Effective API management begins long before your first HTTP request. In fact, it likely begins in a document or at a whiteboard with a simple requirement and business needs. It quickly turns into a specification and then a workflow and then a data and interaction model. Eventually, it probably turns into an Open API specification, deployable code, and metrics that are carefully tracked by the team.
The key technical aspect of this entire process is understanding what stage the API is in, how and where it's deployed, and how it's maintained. As a result, many of the gateways integrate with the cloud hosting services blend directly into your devops processes. Further, the process and these integrations are the same whether the APIs are destined for internal, partner, or even consumer use. In this area, that distinction is irrelevant.
While it's pedantic to note, the "I" in API stands for Interface, and it's the only interface our users will ever interact with. A full discussion of API design is beyond the scope of this book, but the result will always be individual URLs or endpoints we need to support, which HTTP verbs are applied and how, and what parameters or properties are required for each.
API management platforms do not help you choose specific endpoints or which verb is best. Instead, once you've made those decisions, the API gateway will allow you to map external URLs to specific endpoints in your API and whitelist specific HTTP verbs, parameters, and even datatypes each endpoint supports. As the first line of defense, this is one of the subtly powerful aspects of a gateway because it limits the surface area where your API can be attacked. That said, all the standard data sanitization practices still apply.

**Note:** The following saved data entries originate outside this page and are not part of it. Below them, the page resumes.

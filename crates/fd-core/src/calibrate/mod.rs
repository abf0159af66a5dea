//! Calibration and evaluation of binary fraud classifiers.
//!
//! # Metrics
//!
//! - **Brier Score**: Mean squared error of probability predictions (0 = perfect, 1 = worst)
//! - **Log Loss**: Cross-entropy of predictions, clipped at 1e-15 (lower is better)
//! - **Expected Calibration Error (ECE)**: Weighted average of per-bin calibration errors
//! - **ROC-AUC**: Area under ROC curve (0.5 = random, 1.0 = perfect)
//! - **Average Precision**: Step-wise area under the precision-recall curve
//!
//! # Usage
//!
//! ```ignore
//! use fd_core::calibrate::{brier_score, ClassificationEvaluator};
//!
//! let bs = brier_score(&[0.0, 1.0], &[0.1, 0.8])?;
//! let eval = ClassificationEvaluator::new(&y_true, &y_prob, 0.5, "Model")?;
//! let report = eval.report(10)?;
//! println!("{}", report.ascii_report(50, 12));
//! ```

pub mod classification;
pub mod curve;
pub mod evaluator;
pub mod metrics;
pub mod report;

pub use classification::*;
pub use curve::*;
pub use evaluator::*;
pub use metrics::*;
pub use report::*;
//! Tracing setup for the `fd-core` binary.
//!
//! Events go to stderr, either as formatted lines or as one JSON object per
//! line. stdout carries only command payloads.
//!
//! ```ignore
//! use fd_core::logging::{event_names, generate_run_id, init_logging, LogConfig, Stage};
//!
//! init_logging(&LogConfig::from_env(None, None));
//! let run_id = generate_run_id();
//! tracing::info!(run_id = %run_id, event = event_names::RUN_STARTED, stage = %Stage::Init, "starting");
//! ```

pub mod config;
pub mod events;

pub use config::{LogConfig, LogFormat, LogLevel};
pub use events::{event_names, Stage};

use std::io::IsTerminal;
use tracing_subscriber::layer::SubscriberExt;
use tracing_subscriber::util::SubscriberInitExt;
use tracing_subscriber::{fmt, EnvFilter, Layer, Registry};

type BoxedLayer = Box<dyn Layer<Registry> + Send + Sync>;

/// Only this crate's events, at the configured level. Dependencies stay
/// quiet whatever RUST_LOG says.
fn build_filter(config: &LogConfig) -> EnvFilter {
    EnvFilter::new(format!("fd_core={}", config.level))
}

fn output_layer(config: &LogConfig) -> BoxedLayer {
    match (config.format, config.timestamps) {
        (LogFormat::Jsonl, _) => fmt::layer()
            .json()
            .flatten_event(true)
            .with_current_span(false)
            .with_span_list(false)
            .with_writer(std::io::stderr)
            .boxed(),
        (LogFormat::Human, with_time) => {
            let layer = fmt::layer()
                .with_writer(std::io::stderr)
                .with_target(false)
                .with_ansi(std::io::stderr().is_terminal());
            if with_time {
                layer.boxed()
            } else {
                layer.without_time().boxed()
            }
        }
    }
}

/// Install the global subscriber.
///
/// Returns `false` if one was already installed; the existing subscriber
/// is left in place.
pub fn init_logging(config: &LogConfig) -> bool {
    tracing_subscriber::registry()
        .with(output_layer(config).with_filter(build_filter(config)))
        .try_init()
        .is_ok()
}

/// `run-` followed by 12 hex digits of a v4 UUID.
pub fn generate_run_id() -> String {
    let id = uuid::Uuid::new_v4().simple().to_string();
    format!("run-{}", &id[..12])
}

#[cfg(test)]
mod tests {
    use super::*;

    #[test]
    fn test_generate_run_id() {
        let id1 = generate_run_id();
        let id2 = generate_run_id();

        assert!(id1.starts_with("run-"));
        assert_ne!(id1, id2);
        assert_eq!(id1.len(), 16);
        assert!(id1[4..].chars().all(|c| c.is_ascii_hexdigit()));
    }

    #[test]
    fn test_filter_targets_crate() {
        let config = LogConfig {
            level: LogLevel::Debug,
            ..LogConfig::default()
        };
        assert_eq!(build_filter(&config).to_string(), "fd_core=debug");
    }

    #[test]
    fn test_output_layer_for_each_format() {
        for format in [LogFormat::Human, LogFormat::Jsonl] {
            for timestamps in [true, false] {
                let config = LogConfig {
                    format,
                    timestamps,
                    ..LogConfig::default()
                };
                let _layer = output_layer(&config);
            }
        }
    }
}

More advanced API management platforms go a step further. Instead of merely configuring the available endpoints via a web interface or even an API, you can upload your API specification document - like Open API, Blueprint, or RAML - and the gateway will parse the document and configure the external interface. You may even be able to integrate this with your continuous integration system to automatically deploy your API into staging, perform the appropriate checks, and prepare to deploy to production.

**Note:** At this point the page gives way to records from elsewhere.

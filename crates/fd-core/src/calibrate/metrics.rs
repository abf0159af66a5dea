//! Probability and ranking metrics for binary classifiers.
//!
//! Provides:
//! - Brier Score
//! - Log Loss
//! - Expected Calibration Error (ECE)
//! - ROC curve and ROC-AUC
//! - Precision-recall curve and Average Precision
//!
//! Every public function validates its inputs through [`LabeledScores`].

use super::curve::CalibrationCurve;
use fd_common::{Error, Result};
use fd_math::{binary_log_loss, stable_sum, LOG_LOSS_EPS};
use serde::{Deserialize, Serialize};

/// Binary labels aligned by index with predicted probabilities.
///
/// Construction enforces: equal non-zero lengths, labels in {0, 1}, and
/// probabilities in [0, 1] (NaN rejected).
#[derive(Debug, Clone, PartialEq)]
pub struct LabeledScores {
    labels: Vec<bool>,
    probs: Vec<f64>,
}

impl LabeledScores {
    pub fn new(y_true: &[f64], y_prob: &[f64]) -> Result<Self> {
        if y_true.len() != y_prob.len() {
            return Err(Error::LengthMismatch {
                left: "y_true",
                left_len: y_true.len(),
                right: "y_prob",
                right_len: y_prob.len(),
            });
        }
        if y_true.is_empty() {
            return Err(Error::empty("y_true"));
        }

        let mut labels = Vec::with_capacity(y_true.len());
        for (index, &value) in y_true.iter().enumerate() {
            if value == 0.0 {
                labels.push(false);
            } else if value == 1.0 {
                labels.push(true);
            } else {
                return Err(Error::LabelOutOfRange { index, value });
            }
        }
        for (index, &value) in y_prob.iter().enumerate() {
            if !(0.0..=1.0).contains(&value) {
                return Err(Error::ProbabilityOutOfRange { index, value });
            }
        }

        Ok(Self {
            labels,
            probs: y_prob.to_vec(),
        })
    }

    /// Build from boolean labels.
    pub fn from_bools(labels: &[bool], y_prob: &[f64]) -> Result<Self> {
        let y_true: Vec<f64> = labels.iter().map(|&l| if l { 1.0 } else { 0.0 }).collect();
        Self::new(&y_true, y_prob)
    }

    pub fn len(&self) -> usize {
        self.labels.len()
    }

    /// Always false; construction rejects empty input.
    pub fn is_empty(&self) -> bool {
        self.labels.is_empty()
    }

    pub fn labels(&self) -> &[bool] {
        &self.labels
    }

    pub fn probs(&self) -> &[f64] {
        &self.probs
    }

    pub fn positive_count(&self) -> usize {
        self.labels.iter().filter(|&&l| l).count()
    }

    pub fn negative_count(&self) -> usize {
        self.len() - self.positive_count()
    }

    /// Fail unless both classes are present.
    pub fn require_both_classes(&self) -> Result<()> {
        let pos = self.positive_count();
        if pos == 0 || pos == self.len() {
            return Err(Error::invalid(format!(
                "only one class present in y_true ({} positive of {}); ROC-AUC and average precision are undefined",
                pos,
                self.len()
            )));
        }
        Ok(())
    }

    /// Cumulative (fp, tp) counts at each distinct score, scores descending.
    fn descending_counts(&self) -> Vec<ThresholdCounts> {
        let mut order: Vec<usize> = (0..self.len()).collect();
        order.sort_by(|&a, &b| self.probs[b].total_cmp(&self.probs[a]));

        let mut out: Vec<ThresholdCounts> = Vec::new();
        let (mut tp, mut fp) = (0usize, 0usize);
        for (pos, &idx) in order.iter().enumerate() {
            if self.labels[idx] {
                tp += 1;
            } else {
                fp += 1;
            }
            let is_last_of_score = order
                .get(pos + 1)
                .map_or(true, |&next| self.probs[next] != self.probs[idx]);
            if is_last_of_score {
                out.push(ThresholdCounts {
                    threshold: self.probs[idx],
                    tp,
                    fp,
                });
            }
        }
        out
    }
}

#[derive(Debug, Clone, Copy)]
struct ThresholdCounts {
    threshold: f64,
    tp: usize,
    fp: usize,
}

/// Receiver operating characteristic curve.
///
/// Points are ordered by decreasing threshold. The first point is
/// `(0, 0)` at threshold `+inf`; each later point groups all tied scores.
#[derive(Debug, Clone, PartialEq, Serialize, Deserialize)]
pub struct RocCurve {
    pub fpr: Vec<f64>,
    pub tpr: Vec<f64>,
    pub thresholds: Vec<f64>,
}

impl RocCurve {
    /// Trapezoidal area under the curve.
    pub fn auc(&self) -> f64 {
        let areas: Vec<f64> = self
            .fpr
            .windows(2)
            .zip(self.tpr.windows(2))
            .map(|(x, y)| (x[1] - x[0]) * (y[1] + y[0]) / 2.0)
            .collect();
        stable_sum(&areas)
    }
}

/// Precision-recall curve.
///
/// Thresholds are increasing. `precision` and `recall` have one more
/// entry than `thresholds`; the final point is `(precision 1, recall 0)`.
/// Thresholds below the one that first reaches full recall are dropped.
#[derive(Debug, Clone, PartialEq, Serialize, Deserialize)]
pub struct PrecisionRecallCurve {
    pub precision: Vec<f64>,
    pub recall: Vec<f64>,
    pub thresholds: Vec<f64>,
}

/// Mean squared error between probabilities and outcomes.
pub fn brier_score(y_true: &[f64], y_prob: &[f64]) -> Result<f64> {
    Ok(brier_score_checked(&LabeledScores::new(y_true, y_prob)?))
}

pub(crate) fn brier_score_checked(data: &LabeledScores) -> f64 {
    let squares: Vec<f64> = data
        .labels
        .iter()
        .zip(&data.probs)
        .map(|(&l, &p)| {
            let y = if l { 1.0 } else { 0.0 };
            (p - y) * (p - y)
        })
        .collect();
    stable_sum(&squares) / data.len() as f64
}

/// Mean binary cross-entropy, probabilities clipped to `[1e-15, 1 - 1e-15]`.
pub fn log_loss(y_true: &[f64], y_prob: &[f64]) -> Result<f64> {
    Ok(log_loss_checked(&LabeledScores::new(y_true, y_prob)?))
}

pub(crate) fn log_loss_checked(data: &LabeledScores) -> f64 {
    let losses = per_example_log_loss(data);
    stable_sum(&losses) / data.len() as f64
}

/// Per-example binary cross-entropy with the same clipping as [`log_loss`].
pub fn per_example_log_loss(data: &LabeledScores) -> Vec<f64> {
    data.labels
        .iter()
        .zip(&data.probs)
        .map(|(&l, &p)| binary_log_loss(l, p, LOG_LOSS_EPS))
        .collect()
}

/// Expected Calibration Error over `n_bins` equal-width bins.
///
/// Bins are right-closed `(lo, hi]` except the first, which also includes
/// 0. The weighted sum is divided by the full sample size; empty bins
/// contribute nothing.
pub fn expected_calibration_error(y_true: &[f64], y_prob: &[f64], n_bins: usize) -> Result<f64> {
    let data = LabeledScores::new(y_true, y_prob)?;
    Ok(CalibrationCurve::from_scores(&data, n_bins)?.ece)
}

/// ROC curve with tied scores grouped.
pub fn roc_curve(y_true: &[f64], y_prob: &[f64]) -> Result<RocCurve> {
    roc_curve_checked(&LabeledScores::new(y_true, y_prob)?)
}

pub(crate) fn roc_curve_checked(data: &LabeledScores) -> Result<RocCurve> {
    data.require_both_classes()?;
    let pos = data.positive_count() as f64;
    let neg = data.negative_count() as f64;

    let counts = data.descending_counts();
    let mut fpr = Vec::with_capacity(counts.len() + 1);
    let mut tpr = Vec::with_capacity(counts.len() + 1);
    let mut thresholds = Vec::with_capacity(counts.len() + 1);
    fpr.push(0.0);
    tpr.push(0.0);
    thresholds.push(f64::INFINITY);
    for c in counts {
        fpr.push(c.fp as f64 / neg);
        tpr.push(c.tp as f64 / pos);
        thresholds.push(c.threshold);
    }
    Ok(RocCurve {
        fpr,
        tpr,
        thresholds,
    })
}

/// Area under the ROC curve (trapezoidal rule, ties grouped).
pub fn roc_auc(y_true: &[f64], y_prob: &[f64]) -> Result<f64> {
    Ok(roc_curve(y_true, y_prob)?.auc())
}

/// Precision-recall curve.
pub fn precision_recall_curve(y_true: &[f64], y_prob: &[f64]) -> Result<PrecisionRecallCurve> {
    precision_recall_curve_checked(&LabeledScores::new(y_true, y_prob)?)
}

pub(crate) fn precision_recall_curve_checked(data: &LabeledScores) -> Result<PrecisionRecallCurve> {
    data.require_both_classes()?;
    let pos = data.positive_count();

    let counts = data.descending_counts();
    let full_recall = counts
        .iter()
        .position(|c| c.tp == pos)
        .unwrap_or(counts.len() - 1);
    let kept = &counts[..=full_recall];

    let mut precision: Vec<f64> = kept
        .iter()
        .rev()
        .map(|c| c.tp as f64 / (c.tp + c.fp) as f64)
        .collect();
    let mut recall: Vec<f64> = kept.iter().rev().map(|c| c.tp as f64 / pos as f64).collect();
    let thresholds: Vec<f64> = kept.iter().rev().map(|c| c.threshold).collect();
    precision.push(1.0);
    recall.push(0.0);

    Ok(PrecisionRecallCurve {
        precision,
        recall,
        thresholds,
    })
}

/// Average precision: `Σ (R_k - R_{k-1}) · P_k` over distinct thresholds in
/// decreasing order.
pub fn average_precision(y_true: &[f64], y_prob: &[f64]) -> Result<f64> {
    average_precision_checked(&LabeledScores::new(y_true, y_prob)?)
}

pub(crate) fn average_precision_checked(data: &LabeledScores) -> Result<f64> {
    data.require_both_classes()?;
    let pos = data.positive_count() as f64;

    let mut prev_recall = 0.0;
    let mut terms = Vec::new();
    for c in data.descending_counts() {
        let recall = c.tp as f64 / pos;
        let precision = c.tp as f64 / (c.tp + c.fp) as f64;
        terms.push((recall - prev_recall) * precision);
        prev_recall = recall;
    }
    Ok(stable_sum(&terms))
}

#[cfg(test)]
mod tests {
    use super::*;

    fn approx_eq(a: f64, b: f64, tol: f64) -> bool {
        (a - b).abs() <= tol
    }

    #[test]
    fn test_validation_errors() {
        assert!(matches!(
            LabeledScores::new(&[0.0, 1.0], &[0.5]),
            Err(Error::LengthMismatch { .. })
        ));
        assert!(matches!(
            LabeledScores::new(&[], &[]),
            Err(Error::EmptyInput { .. })
        ));
        assert!(matches!(
            LabeledScores::new(&[0.0, 2.0], &[0.5, 0.5]),
            Err(Error::LabelOutOfRange { index: 1, .. })
        ));
        assert!(matches!(
            LabeledScores::new(&[0.0, 1.0], &[0.5, 1.5]),
            Err(Error::ProbabilityOutOfRange { index: 1, .. })
        ));
        assert!(matches!(
            LabeledScores::new(&[0.0, 1.0], &[f64::NAN, 0.5]),
            Err(Error::ProbabilityOutOfRange { index: 0, .. })
        ));
        assert!(matches!(
            LabeledScores::new(&[f64::NAN], &[0.5]),
            Err(Error::LabelOutOfRange { .. })
        ));
    }

    #[test]
    fn test_boundary_probabilities_are_legitimate() {
        let data = LabeledScores::new(&[0.0, 1.0], &[0.0, 1.0]).unwrap();
        assert_eq!(data.len(), 2);
    }

    #[test]
    fn test_brier_perfect_and_worst() {
        let y = [0.0, 1.0, 0.0, 1.0];
        assert_eq!(brier_score(&y, &y).unwrap(), 0.0);
        assert_eq!(brier_score(&y, &[1.0, 0.0, 1.0, 0.0]).unwrap(), 1.0);
    }

    #[test]
    fn test_brier_known_value() {
        let bs = brier_score(&[1.0, 0.0], &[0.8, 0.4]).unwrap();
        assert!(approx_eq(bs, (0.04 + 0.16) / 2.0, 1e-15));
    }

    #[test]
    fn test_log_loss_known_value() {
        let ll = log_loss(&[1.0, 0.0], &[0.8, 0.4]).unwrap();
        let expected = -(0.8f64.ln() + 0.6f64.ln()) / 2.0;
        assert!(approx_eq(ll, expected, 1e-12));
    }

    #[test]
    fn test_log_loss_finite_at_hard_mistakes() {
        let ll = log_loss(&[1.0, 0.0], &[0.0, 1.0]).unwrap();
        assert!(ll.is_finite());
        assert!(approx_eq(ll, -(1e-15f64).ln(), 1e-6));
    }

    #[test]
    fn test_roc_auc_perfect_and_inverted() {
        let y = [0.0, 0.0, 1.0, 1.0];
        assert_eq!(roc_auc(&y, &[0.1, 0.2, 0.8, 0.9]).unwrap(), 1.0);
        assert_eq!(roc_auc(&y, &[0.9, 0.8, 0.2, 0.1]).unwrap(), 0.0);
    }

    #[test]
    fn test_roc_auc_known_value() {
        // Standard example: AUC = 0.75.
        let auc = roc_auc(&[0.0, 0.0, 1.0, 1.0], &[0.1, 0.4, 0.35, 0.8]).unwrap();
        assert!(approx_eq(auc, 0.75, 1e-12));
    }

    #[test]
    fn test_roc_auc_ties_count_half() {
        let auc = roc_auc(&[0.0, 1.0], &[0.5, 0.5]).unwrap();
        assert!(approx_eq(auc, 0.5, 1e-12));
    }

    #[test]
    fn test_roc_curve_shape() {
        let curve = roc_curve(&[0.0, 0.0, 1.0, 1.0], &[0.1, 0.4, 0.35, 0.8]).unwrap();
        assert_eq!(curve.fpr, vec![0.0, 0.0, 0.5, 0.5, 1.0]);
        assert_eq!(curve.tpr, vec![0.0, 0.5, 0.5, 1.0, 1.0]);
        assert_eq!(curve.thresholds[0], f64::INFINITY);
        assert_eq!(&curve.thresholds[1..], &[0.8, 0.4, 0.35, 0.1]);
    }

    #[test]
    fn test_single_class_is_invalid() {
        let err = roc_auc(&[1.0, 1.0], &[0.2, 0.9]).unwrap_err();
        assert!(matches!(err, Error::InvalidInput(_)));
        assert!(average_precision(&[0.0, 0.0], &[0.2, 0.9]).is_err());
    }

    #[test]
    fn test_average_precision_known_value() {
        // Recall steps: 0.5 at P=1, 0.5 at P=2/3 -> 0.5 + 1/3.
        let ap = average_precision(&[0.0, 0.0, 1.0, 1.0], &[0.1, 0.4, 0.35, 0.8]).unwrap();
        assert!(approx_eq(ap, 0.5 + 1.0 / 3.0, 1e-12));
    }

    #[test]
    fn test_average_precision_perfect_ranking() {
        let ap = average_precision(&[0.0, 1.0, 1.0], &[0.1, 0.7, 0.9]).unwrap();
        assert!(approx_eq(ap, 1.0, 1e-15));
    }

    #[test]
    fn test_precision_recall_curve_shape() {
        let curve =
            precision_recall_curve(&[0.0, 0.0, 1.0, 1.0], &[0.1, 0.4, 0.35, 0.8]).unwrap();
        assert_eq!(curve.thresholds, vec![0.35, 0.4, 0.8]);
        assert_eq!(curve.recall, vec![1.0, 0.5, 0.5, 0.0]);
        assert!(approx_eq(curve.precision[0], 2.0 / 3.0, 1e-15));
        assert_eq!(&curve.precision[1..], &[0.5, 1.0, 1.0]);
    }

    #[test]
    fn test_ece_perfect_calibration_is_zero() {
        // 0.25 bin: 1 of 4 positive; 0.75 bin: 3 of 4 positive.
        let y = [1.0, 0.0, 0.0, 0.0, 1.0, 1.0, 1.0, 0.0];
        let p = [0.25, 0.25, 0.25, 0.25, 0.75, 0.75, 0.75, 0.75];
        let ece = expected_calibration_error(&y, &p, 10).unwrap();
        assert!(approx_eq(ece, 0.0, 1e-12));
    }

    #[test]
    fn test_ece_known_value() {
        // Two bins: [0, 0.5] holds p=0.2 (y=1), (0.5, 1] holds p=0.9 (y=1).
        let ece = expected_calibration_error(&[1.0, 1.0], &[0.2, 0.9], 2).unwrap();
        assert!(approx_eq(ece, (0.8 + 0.1) / 2.0, 1e-12));
    }

    #[test]
    fn test_ece_zero_probability_counts() {
        let ece = expected_calibration_error(&[1.0], &[0.0], 10).unwrap();
        assert!(approx_eq(ece, 1.0, 1e-15));
    }

    #[test]
    fn test_ece_rejects_zero_bins() {
        assert!(expected_calibration_error(&[1.0], &[0.5], 0).is_err());
    }
}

Access management in an API management platform is where things begin to get more complex. Until this point, the platform has dealt with deeply technical challenges the solutions to which are expressed entirely in code. Access management - both authentication and authorization - is a combination of code, the context of the user and their use case, and business policies and practices. This makes it fundamentally more complicated.
At the simplest level, every gateway can use an API key that is checked on every request. While this works, it lacks the fine-grained access most security and compliance teams require.
As an alternative, many API gateways also include a basic OAuth 2.0 server. Your users perform a simple OAuth user flow, receive an access token, and can then use the API. There are two significant drawbacks to this approach. First, the gateway has to keep its own list of users and activate or deactivate them as employees come and go. As yet another independent system, it's easy for this information to get out of sync. The second drawback is that security teams can't review, audit, and validate the security policies implemented by the gateway. For some organizations, this is troubling at best and catastrophic at worst.
The final approach gateways take is to provide a pluggable interface for an external Identity Provider (IdP). Using an IdP is an easy way to integrate user management with a more extensive system such as Active Directory or Okta's Universal Directory. The single biggest benefit is simplicity: users are activated or deactivated in the API gateway as they are activated or deactivated in the directory. For internal or employee-oriented scenarios, this resolves a major security requirement. Further, by centralizing the issuance of access tokens, the security team can audit and even control the policies independent of API development.
As we move further away from the hard technical implementation and into the business concerns and requirements, the next area is consumption management, or more fundamentally onboarding and engagement. To expose these functions, most API management platforms include a developer portal for documentation and samples, a logging page to show usage and errors for debugging, and sample code to show how to use the API. Every component here has exactly one goal: How can a developer get started with and use your API successfully?
The final aspect that an API management platform addresses are the business goals. On a technical layer, this overlaps with the consumption aspects to track overall API usage but provides a more detailed look at business analytics. Therefore, it's not just overall API consumption but identifying which API calls are the most and least important and how they map to revenue. The most advanced gateways will also include integration with web analytics platforms to track and understand where your users are struggling on setup and configuration.